**Requirement:**
Reproduce, exactly and in full, only the lines below from the one containing "message to a peer" through the one containing "so dropping the".
--- Recorded data ---
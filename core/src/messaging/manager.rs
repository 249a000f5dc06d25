//! High-level messaging service integrating transport, sessions and the offline queue

use std::sync::Arc;
use std::time::Duration;

use dashmap::{DashMap, DashSet};
use tokio::sync::{mpsc, watch, Mutex};
use tokio::time::MissedTickBehavior;
use tracing::{debug, error, info, warn};

use crate::config::CoreConfig;
use crate::crypto::PreKeyBundle;
use crate::messaging::handler::{HandlerError, Incoming, MessageHandler};
use crate::messaging::protocol::{Envelope, Message, MessageType, ProtocolError};
use crate::messaging::transport::{Transport, TransportError, TransportEvent};
use crate::queue::{EnqueueOptions, MessagePriority, OfflineMessageQueue, OfflineQueueEntry, QueueError, QueueStatus};
use crate::session::SessionManager;
use crate::util::now_ms;
use crate::verification::{TrustState, VerificationError, VerificationManager};

const EVENT_CHANNEL_CAPACITY: usize = 256;

/// Events from the messaging system
#[derive(Debug, Clone, PartialEq, Eq)]
pub enum MessagingEvent {
    /// New message received
    MessageReceived { from_peer_id: String, message: Message },
    /// Message handed to the transport
    MessageSent { to_peer_id: String, message_id: String },
    /// Delivery receipt received
    DeliveryReceipt { peer_id: String, message_id: String },
    /// Session accepted from a peer's handshake
    SessionEstablished { peer_id: String },
    /// Message gave up on its retries or expired
    DeliveryFailed {
        peer_id: String,
        message_id: String,
        status: QueueStatus,
    },
    /// Tampering, replay or a changed identity key
    SecurityAlert { peer_id: String, reason: String },
}

/// Outcome of one flush pass for a peer
#[derive(Debug, Clone, Copy, Default, PartialEq, Eq)]
pub struct FlushReport {
    pub attempted: usize,
    pub sent: usize,
    pub retrying: usize,
    pub failed: usize,
}

/// Messaging service
pub struct MessagingService {
    /// Our peer ID
    peer_id: String,
    sessions: Arc<SessionManager>,
    handler: MessageHandler,
    queue: Arc<OfflineMessageQueue>,
    transport: Arc<dyn Transport>,
    verification: Option<Arc<VerificationManager>>,
    config: CoreConfig,
    connected: DashSet<String>,
    /// One flush at a time per peer
    flush_locks: DashMap<String, Arc<Mutex<()>>>,
    events: mpsc::Sender<MessagingEvent>,
}

impl MessagingService {
    /// Create the service and the channel its events arrive on
    pub fn new(
        local_peer_id: &str,
        sessions: Arc<SessionManager>,
        queue: Arc<OfflineMessageQueue>,
        transport: Arc<dyn Transport>,
        config: CoreConfig,
    ) -> (Self, mpsc::Receiver<MessagingEvent>) {
        let (event_tx, event_rx) = mpsc::channel(EVENT_CHANNEL_CAPACITY);
        let service = Self {
            peer_id: local_peer_id.to_string(),
            handler: MessageHandler::new(local_peer_id, sessions.clone()),
            sessions,
            queue,
            transport,
            verification: None,
            config,
            connected: DashSet::new(),
            flush_locks: DashMap::new(),
            events: event_tx,
        };
        (service, event_rx)
    }

    /// Track peer identity keys and raise an alert when one changes
    pub fn with_verification(mut self, verification: Arc<VerificationManager>) -> Self {
        self.verification = Some(verification);
        self
    }

    /// Get our peer ID
    pub fn peer_id(&self) -> &str {
        &self.peer_id
    }

    pub fn is_connected(&self, peer_id: &str) -> bool {
        self.connected.contains(peer_id)
    }

    /// Start a session from a peer's published bundle.
    ///
    /// The bundle's identity key is checked against the one on record
    /// before any message is queued for the peer.
    pub async fn initiate_session(&self, peer_id: &str, bundle: &PreKeyBundle) -> Result<(), MessagingError> {
        self.sessions
            .initiate_session(peer_id, bundle)
            .await
            .map_err(HandlerError::from)?;
        self.check_identity(peer_id, &bundle.identity_key).await
    }

    /// Queue a message and deliver it right away if the peer is reachable.
    ///
    /// Returns the message ID that receipts will refer to.
    pub async fn send_message(
        &self,
        peer_id: &str,
        message_type: MessageType,
        body: &str,
        priority: MessagePriority,
        require_ack: bool,
    ) -> Result<String, MessagingError> {
        // Require encryption - no unencrypted fallback
        if !self.sessions.has_session(peer_id) {
            return Err(MessagingError::NoSession(peer_id.to_string()));
        }

        let message = Message::new(message_type, body, require_ack);
        let options = EnqueueOptions {
            priority,
            require_ack,
            ..EnqueueOptions::default()
        };
        self.queue
            .enqueue(peer_id, message_type.as_str(), message.to_bytes(), options)
            .await?;

        if self.is_connected(peer_id) {
            self.flush_peer(peer_id).await?;
        }
        Ok(message.id)
    }

    /// Send a text message to a peer
    pub async fn send_text(&self, peer_id: &str, text: &str) -> Result<String, MessagingError> {
        self.send_message(peer_id, MessageType::Text, text, MessagePriority::Normal, true).await
    }

    /// Attempt every due entry for the peer in delivery order.
    ///
    /// Each outcome is persisted before the next attempt, so dropping the
    /// returned future loses nothing.
    pub async fn flush_peer(&self, peer_id: &str) -> Result<FlushReport, MessagingError> {
        let lock = self.flush_lock(peer_id);
        let _guard = lock.lock().await;

        let mut report = FlushReport::default();
        for entry in self.queue.due_messages_at(peer_id, now_ms()).await {
            report.attempted += 1;
            match self.deliver(&entry).await {
                Ok(message_id) => {
                    self.queue.mark_as_sent(&entry.id).await?;
                    report.sent += 1;
                    self.emit(MessagingEvent::MessageSent {
                        to_peer_id: peer_id.to_string(),
                        message_id,
                    })
                    .await;
                }
                Err(e) => {
                    let retryable = !matches!(e, MessagingError::Protocol(_));
                    let status = self.queue.mark_as_failed(&entry.id, retryable).await?;
                    warn!("Delivery of {} to {} failed: {}", entry.id, peer_id, e);
                    match status {
                        QueueStatus::Retrying => report.retrying += 1,
                        _ => {
                            report.failed += 1;
                            self.emit(MessagingEvent::DeliveryFailed {
                                peer_id: peer_id.to_string(),
                                message_id: message_id_of(&entry),
                                status,
                            })
                            .await;
                        }
                    }
                    // Peer went away; the rest waits for the next connect or tick
                    if matches!(e, MessagingError::Transport(_)) {
                        break;
                    }
                }
            }
        }

        if report.attempted > 0 {
            debug!("Flushed {}: {:?}", peer_id, report);
        }
        Ok(report)
    }

    /// React to one transport event
    pub async fn handle_event(&self, event: TransportEvent) -> Result<(), MessagingError> {
        match event {
            TransportEvent::PeerConnected { peer_id } => {
                info!("Peer connected: {}", peer_id);
                self.connected.insert(peer_id.clone());
                self.flush_peer(&peer_id).await?;
            }
            TransportEvent::PeerDisconnected { peer_id } => {
                info!("Peer disconnected: {}", peer_id);
                self.connected.remove(&peer_id);
            }
            TransportEvent::MessageReceived { peer_id, data } => {
                self.handle_incoming(&peer_id, &data).await?;
            }
        }
        Ok(())
    }

    /// Decrypt an inbound envelope and dispatch its contents
    pub async fn handle_incoming(&self, from_peer_id: &str, data: &[u8]) -> Result<(), MessagingError> {
        let envelope = Envelope::from_bytes(data)?;
        debug!(
            "handle_incoming: envelope from {} (immediate: {})",
            envelope.sender_peer_id, from_peer_id
        );

        let incoming = match self.handler.process_incoming(&envelope).await {
            Ok(incoming) => incoming,
            Err(e) => {
                if e.is_security_event() {
                    self.emit(MessagingEvent::SecurityAlert {
                        peer_id: envelope.sender_peer_id.clone(),
                        reason: e.to_string(),
                    })
                    .await;
                }
                return Err(e.into());
            }
        };

        if incoming.session_established {
            self.on_session_established(&incoming).await?;
        }

        let Incoming {
            sender_peer_id,
            message,
            ..
        } = incoming;
        match message.message_type {
            MessageType::Receipt => {
                self.emit(MessagingEvent::DeliveryReceipt {
                    peer_id: sender_peer_id,
                    message_id: message.body,
                })
                .await;
            }
            MessageType::Text | MessageType::Typing | MessageType::Control => {
                let ack = message.require_ack.then(|| message.id.clone());
                self.emit(MessagingEvent::MessageReceived {
                    from_peer_id: sender_peer_id.clone(),
                    message,
                })
                .await;
                if let Some(message_id) = ack {
                    self.send_receipt(&sender_peer_id, &message_id).await?;
                }
            }
        }
        Ok(())
    }

    /// Drive the service until `shutdown` flips or the event stream ends
    pub async fn run(&self, mut events: mpsc::Receiver<TransportEvent>, mut shutdown: watch::Receiver<bool>) {
        let mut retry = tokio::time::interval(Duration::from_millis(self.config.queue.retry_tick_ms));
        retry.set_missed_tick_behavior(MissedTickBehavior::Delay);
        let mut cleanup = tokio::time::interval(Duration::from_millis(self.config.queue.cleanup_interval_ms));
        cleanup.set_missed_tick_behavior(MissedTickBehavior::Delay);

        info!("Messaging service {} running", self.peer_id);
        loop {
            tokio::select! {
                changed = shutdown.changed() => {
                    if changed.is_err() || *shutdown.borrow() {
                        break;
                    }
                }
                event = events.recv() => {
                    let Some(event) = event else {
                        break;
                    };
                    if let Err(e) = self.handle_event(event).await {
                        warn!("Failed to handle transport event: {}", e);
                    }
                }
                _ = retry.tick() => {
                    self.retry_connected().await;
                }
                _ = cleanup.tick() => {
                    if let Err(e) = self.queue.cleanup_expired_messages().await {
                        error!("Expiry sweep failed: {}", e);
                    }
                }
            }
        }
        info!("Messaging service {} stopped", self.peer_id);
    }

    async fn retry_connected(&self) {
        let peers: Vec<String> = self.connected.iter().map(|p| p.key().clone()).collect();
        for peer_id in peers {
            if let Err(e) = self.flush_peer(&peer_id).await {
                error!("Retry pass for {} failed: {}", peer_id, e);
            }
        }
    }

    async fn deliver(&self, entry: &OfflineQueueEntry) -> Result<String, MessagingError> {
        let message = Message::from_bytes(&entry.payload)?;
        let envelope = self.handler.prepare_outgoing(&entry.peer_id, &message).await?;
        self.transport.send(&entry.peer_id, envelope.to_bytes()).await?;
        Ok(message.id)
    }

    async fn send_receipt(&self, peer_id: &str, message_id: &str) -> Result<(), MessagingError> {
        self.send_message(peer_id, MessageType::Receipt, message_id, MessagePriority::High, false)
            .await
            .map(|_| ())
    }

    async fn on_session_established(&self, incoming: &Incoming) -> Result<(), MessagingError> {
        let peer_id = &incoming.sender_peer_id;
        info!("Session established with {}", peer_id);
        self.emit(MessagingEvent::SessionEstablished {
            peer_id: peer_id.clone(),
        })
        .await;

        match self.sessions.get_session_info(peer_id).and_then(|s| s.remote_identity_key) {
            Some(identity_key) => self.check_identity(peer_id, &identity_key).await,
            None => Ok(()),
        }
    }

    /// Pin the peer's identity on first sight, alert when it differs later
    async fn check_identity(&self, peer_id: &str, identity_key: &[u8; 32]) -> Result<(), MessagingError> {
        let Some(verification) = &self.verification else {
            return Ok(());
        };
        if verification.record_identity(peer_id, identity_key).await? == TrustState::Changed {
            self.emit(MessagingEvent::SecurityAlert {
                peer_id: peer_id.to_string(),
                reason: "identity key changed".to_string(),
            })
            .await;
        }
        Ok(())
    }

    fn flush_lock(&self, peer_id: &str) -> Arc<Mutex<()>> {
        self.flush_locks.entry(peer_id.to_string()).or_default().clone()
    }

    async fn emit(&self, event: MessagingEvent) {
        if self.events.send(event).await.is_err() {
            debug!("Messaging event dropped, no listener");
        }
    }
}

fn message_id_of(entry: &OfflineQueueEntry) -> String {
    Message::from_bytes(&entry.payload)
        .map(|m| m.id)
        .unwrap_or_else(|_| entry.id.clone())
}

/// Messaging errors
#[derive(Debug, Clone, PartialEq, Eq, thiserror::Error)]
pub enum MessagingError {
    #[error("No session with peer {0}")]
    NoSession(String),
    #[error("Handler error: {0}")]
    Handler(#[from] HandlerError),
    #[error("Protocol error: {0}")]
    Protocol(#[from] ProtocolError),
    #[error("Queue error: {0}")]
    Queue(#[from] QueueError),
    #[error("Transport error: {0}")]
    Transport(#[from] TransportError),
    #[error("Verification error: {0}")]
    Verification(#[from] VerificationError),
}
---
**Response area:**
    /// Send a text message to a peer
    pub async fn send_text(&self, peer_id: &str, text: &str) -> Result<String, MessagingError> {
        self.send_message(peer_id, MessageType::Text, text, MessagePriority::Normal, true).await
    }

    /// Attempt every due entry for the peer in delivery order.
    ///
    /// Each outcome is persisted before the next attempt, so dropping the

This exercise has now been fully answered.